> Problem statement: Copy every line of the records below where the word "medium" occurs.

::::

//! The primitive allocator contract.
//!
//! Consumers such as small-string types only need these four operations, and
//! every one of them reports exhaustion as `None` rather than panicking.

#![allow(unsafe_code)]

use std::ptr::NonNull;

/// Byte allocator with `malloc`-style semantics.
///
/// Returned pointers are aligned to at least 16 bytes.
pub trait RawAllocator {
    /// Allocate at least `bytes` bytes.
    fn allocate(&self, bytes: usize) -> Option<NonNull<u8>>;

    /// Return a block. Null is a no-op.
    ///
    /// # Safety
    ///
    /// `ptr` must be null or a live pointer from this allocator.
    unsafe fn release(&self, ptr: *mut u8);

    /// Resize a block, moving it when needed.
    ///
    /// On `None` the old block is left untouched and still owned by the
    /// caller.
    ///
    /// # Safety
    ///
    /// `ptr` must be null or a live pointer from this allocator. On success
    /// the old pointer must no longer be used unless it was returned again.
    unsafe fn reallocate(&self, ptr: *mut u8, bytes: usize) -> Option<NonNull<u8>>;

    /// Allocate `count * element_size` zeroed bytes. Overflow yields `None`.
    fn zeroed_allocate(&self, count: usize, element_size: usize) -> Option<NonNull<u8>> {
        let bytes = count.checked_mul(element_size)?;
        let ptr = self.allocate(bytes)?;
        // SAFETY: `ptr` is valid for `bytes` bytes of writes.
        unsafe { ptr.as_ptr().write_bytes(0, bytes) };
        Some(ptr)
    }
}
//! # tierpool
//!
//! Size-classed pool allocator with general-heap fallback.
//!
//! Small requests are served from a preallocated tiny arena and two bounded
//! caches of released blocks; everything else goes to the system heap with a
//! hidden size header. The crate is organised as:
//! - [`guard`]: non-reentrant spin guard protecting pool bookkeeping
//! - [`heap`]: the [`SystemHeap`] backend trait and [`LibcHeap`]
//! - [`header`]: hidden size header arithmetic
//! - [`pool`]: [`TieredPool`], the allocate/release/reallocate core
//! - [`oom`]: flush-retry-notify recovery when the heap is exhausted
//! - [`aligned`]: power-of-two alignment via over-allocation
//! - [`block`]: [`PoolBlock`], a safe owning handle to one block
//! - [`facade`]: [`PoolAllocator`] handle with lazy init, and the process-wide instance
//! - [`resource`]: memory-resource adapter
//!
//! Bookkeeping types (configuration, free list, reclaim pools, counters,
//! lifecycle records) come from `tierpool-core` and are re-exported here.

pub mod aligned;
pub mod block;
pub mod facade;
pub mod guard;
pub mod header;
pub mod heap;
pub mod oom;
pub mod pool;
pub mod raw;
pub mod resource;

pub use aligned::{aligned_allocate, aligned_release};
pub use block::PoolBlock;
pub use facade::{PoolAllocator, global};
pub use guard::{SpinGuard, SpinGuardLock};
pub use heap::{LibcHeap, SystemHeap};
pub use oom::{OomHandlerSlot, OutOfMemoryHandler};
pub use pool::TieredPool;
pub use raw::RawAllocator;
pub use resource::PoolResource;

pub use tierpool_core::{
    PoolConfig, PoolCounters, PoolError, PoolLogLevel, PoolLogRecord, PoolMode, SizeClass,
    SpinPolicy, StatusSnapshot,
};
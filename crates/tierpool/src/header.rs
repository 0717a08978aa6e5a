//! Hidden size header in front of heap-fallback blocks.
//!
//! Layout of a heap-fallback block:
//!
//! ```text
//! real ─► [ requested size: usize | padding ] [ user bytes ... ]
//!         └────────── HEADER_SIZE ──────────┘ ▲
//!                                             └─ user pointer
//! ```
//!
//! All pointer arithmetic on headers lives in this module.

#![allow(unsafe_code)]

use tierpool_core::HEADER_ALIGN;

/// Bytes reserved in front of every heap-fallback block.
pub const HEADER_SIZE: usize = HEADER_ALIGN;

/// Size of the system allocation backing a `bytes`-byte user block, or `None`
/// if it overflows.
#[inline]
pub fn real_size(bytes: usize) -> Option<usize> {
    bytes
        .checked_add(HEADER_SIZE)
        .filter(|&real| real <= isize::MAX as usize)
}

/// Record `bytes` in the header at `real` and return the user pointer.
///
/// # Safety
///
/// `real` must be valid for writes of [`HEADER_SIZE`] bytes and aligned to
/// [`HEADER_ALIGN`].
#[inline]
pub unsafe fn write(real: *mut u8, bytes: usize) -> *mut u8 {
    // SAFETY: caller guarantees the header is writable and aligned.
    unsafe {
        real.cast::<usize>().write(bytes);
        real.add(HEADER_SIZE)
    }
}

/// Start of the system allocation behind a user pointer.
///
/// # Safety
///
/// `user` must have been produced by [`write`].
#[inline]
pub unsafe fn real_ptr(user: *mut u8) -> *mut u8 {
    // SAFETY: `user` is HEADER_SIZE bytes into its allocation.
    unsafe { user.sub(HEADER_SIZE) }
}

/// Size recorded for a user pointer.
///
/// # Safety
///
/// `user` must have been produced by [`write`] and still be live.
#[inline]
pub unsafe fn recorded_size(user: *mut u8) -> usize {
    // SAFETY: the header precedes the user pointer and is aligned.
    unsafe { real_ptr(user).cast::<usize>().read() }
}
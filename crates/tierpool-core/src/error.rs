//! Error taxonomy for pool configuration.
//!
//! Exhaustion is not an error in this crate family: allocation paths report it
//! as a missing pointer. Only contract violations detected while building a
//! pool end up here.

use thiserror::Error;

#[derive(Debug, Clone, PartialEq, Eq, Error)]
pub enum PoolError {
    #[error(
        "size thresholds must satisfy tiny ({tiny}) <= small ({small}) <= medium ({medium})"
    )]
    ThresholdOrder {
        tiny: usize,
        small: usize,
        medium: usize,
    },
    #[error("tiny cell size {cell_size} is not a non-zero multiple of {align}")]
    CellSizeMisaligned { cell_size: usize, align: usize },
    #[error("tiny arena of {cells} cells x {cell_size} bytes overflows the address space")]
    ArenaOverflow { cells: usize, cell_size: usize },
    #[error("environment variable {var} has invalid value '{value}'")]
    InvalidEnvValue { var: &'static str, value: String },
}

::::

> Task solution:
        "size thresholds must satisfy tiny ({tiny}) <= small ({small}) <= medium ({medium})"
        medium: usize,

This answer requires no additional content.